Since mine only ever does this below 20F outside I never bothered to look much deeper. 3/4 the year and hundreds of starts it doesn't do it, just when cold outside. It only does this on the first start up after sitting for 6-8hours, never if the car has been driven recently.


----------



## Addicted2Saab (Jul 22, 2014)

Same conditions here. The car must sit in cold temperatures for a few hours, the colder and longer between starts the more I can hear the sound. It's definitly not a normal sound, especially for a new car !!


----------



## ChevyGuy (Dec 13, 2014)

Addicted2Saab said:


> Same conditions here. The car must sit in cold temperatures for a few hours, the colder and longer between starts the more I can hear the sound. It's definitly not a normal sound, especially for a new car !!


That would certainly play into the idea that it's the starter being slow to disengage.


----------



## Blue Angel (Feb 18, 2011)

If it is the starter not disengaging properly it should be fixed. Long term it will probably damage the starter, maybe even the teeth in the flywheel/flexplate.


----------



## Chevy Customer Care (Oct 29, 2011)

Addicted2Saab said:


> Have the same problem on my manual 2014 Cruze. Open the hood while starting the noise seems to come from the engine itself though its hard to pinpoint... any other insight on what the problem is ? Cannot be the AC compressor as I tried starting the car with HVAC off to make sure it wasn't related. Grinding noise is still there.


Hey Addicted,

Very sorry for these concerns occurring in your Cruze. If you do need any additional assistance with anything, please let us know! We are always happy to help the best way possible. 

Patsy G
Chevrolet Customer Care


----------



## ehuntsch (Dec 16, 2014)

Chevy Customer Care said:


> Hey Addicted,
> 
> Very sorry for these concerns occurring in your Cruze. If you do need any additional assistance with anything, please let us know! We are always happy to help the best way possible.
> 
> ...


With so many of us experiencing this problem why can't Chevy look into it for us. It seems pretty widespread... We want it resolved!


----------



## trevforever (Feb 20, 2014)

Mine also does it every morning. I believe it due to the cold.


----------



## Addicted2Saab (Jul 22, 2014)

Of course it's due to the cold but it's not a normal sound. Try starting the car with the hood open you'll see it's even worse. It seems a lot of Cruzes are affected now GM should step up and offer a solution to these known issues. Don't get me wrong the Cruze is a good car but too many issues stay unresolved and it seems GM can't give us enough support. So GM please listen to us and try finding solutions so we can enjoy our Cruze even more !! Anyone thinks the way I do ?


----------



## ehuntsch (Dec 16, 2014)

I agree with you. This needs to be escalated and solved.


----------



## XtremeRevolution (Jan 19, 2012)

First time I'm reading about this issue.
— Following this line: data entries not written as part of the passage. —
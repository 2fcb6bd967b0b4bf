use std::path::PathBuf;
use std::sync::Arc;

use anyhow::{Context, Result, anyhow};
use chrono::{NaiveDate, Utc};
use clap::Parser;
use tracing_subscriber::EnvFilter;

use pitchside::config::{AppConfig, ProxyConfig, load_dotenv};
use pitchside::docstore::{Db, SqliteStore};
use pitchside::football_api::FootballApi;
use pitchside::leaderboard::{FinalScore, daily_picks, recompute_points};
use pitchside::rules::Session;

#[derive(Parser)]
#[command(name = "recompute_points")]
#[command(about = "Score predictions for one day's finished fixtures and refresh the leaderboard")]
struct Args {
    /// Day to score, `YYYY-MM-DD` (defaults to today, UTC).
    #[arg(short, long)]
    date: Option<NaiveDate>,

    /// Document store path.
    #[arg(long, env = "PITCHSIDE_DB_PATH")]
    db: Option<PathBuf>,

    /// Only score the fixtures picked for that day's global predictions.
    #[arg(long)]
    daily_only: bool,

    /// Go through the proxy instead of calling the API directly.
    #[arg(long)]
    via_proxy: bool,
}

fn main() -> Result<()> {
    load_dotenv();
    tracing_subscriber::fmt()
        .with_env_filter(
            EnvFilter::try_from_default_env().unwrap_or_else(|_| EnvFilter::new("info")),
        )
        .init();

    let args = Args::parse();
    let date = args.date.unwrap_or_else(|| Utc::now().date_naive());
    let day = date.format("%Y-%m-%d").to_string();

    let api = if args.via_proxy {
        FootballApi::new(AppConfig::from_env().proxy_url)
    } else {
        let proxy = ProxyConfig::from_env();
        let key = proxy
            .api_key
            .ok_or_else(|| anyhow!("FOOTBALL_API_KEY is required without --via-proxy"))?;
        FootballApi::direct(proxy.api_base, key)
    };

    let db_path = args
        .db
        .or_else(SqliteStore::default_path)
        .context("unable to resolve document store path")?;
    let store = SqliteStore::open(&db_path)?;
    let db = Db::new(Arc::new(store), Session::admin("recompute", "Recompute job"));

    let fixtures = api
        .fixtures_by_date(date)
        .with_context(|| format!("fetch fixtures for {day}"))?;
    let picks = if args.daily_only {
        Some(daily_picks(&db, &day)?.fixture_ids)
    } else {
        None
    };
    let results: Vec<FinalScore> = fixtures
        .iter()
        .filter(|f| picks.as_ref().is_none_or(|ids| ids.contains(&f.id)))
        .filter_map(|f| f.final_score())
        .collect();

    println!("Recompute {day}");
    println!("DB: {}", db_path.display());
    println!(
        "Fixtures: {} listed, {} finished{}",
        fixtures.len(),
        results.len(),
        if args.daily_only { " (daily picks only)" } else { "" }
    );

    let report = recompute_points(&db, &results)?;
    println!("Predictions checked: {}", report.predictions_checked);
    println!("Predictions updated: {}", report.predictions_updated);
    println!("Leaderboard rows written: {}", report.leaderboard_updated);
    Ok(())
}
Interesting. Anyone get a head count of how many people reported it? I can send this over to my contact at Powertrain to see if they are aware of it.


----------



## Addicted2Saab (Jul 22, 2014)

XtremeRevolution this would be a good place to start !! Dunno how many cars are affected but since the cold weather has started, many of us are experiencing this grinding sound at cold startup


----------



## Addicted2Saab (Jul 22, 2014)

Anything new concerning this issue ?


----------



## rjmc11 (Nov 26, 2013)

I have (hopefully had) the same issue. It's not cold temps on my end as I heard it intermittently through the summer in Florida. When I brought it to the dealership yesterday I finally remembered to tell them and they're keeping it to put a new starter in. The gentleman told me that there's a bulletin about the starter on (at least my) Cruze- 2014.


----------



## In Signia (11 mo ago)

Hello, please don't look at my English, it's not my first language ! I up this subject because I try to solve the same mistakes, I dig in threads but don't found the one, do you have found the solution ¿? My clues for the moment was the lifter for timing chain or I have see some questions about the non return valve in the oil filter case.

That make sense ?

Thanks for the reply !

Envoyé de mon SM-A226B en utilisant Tapatalk


----------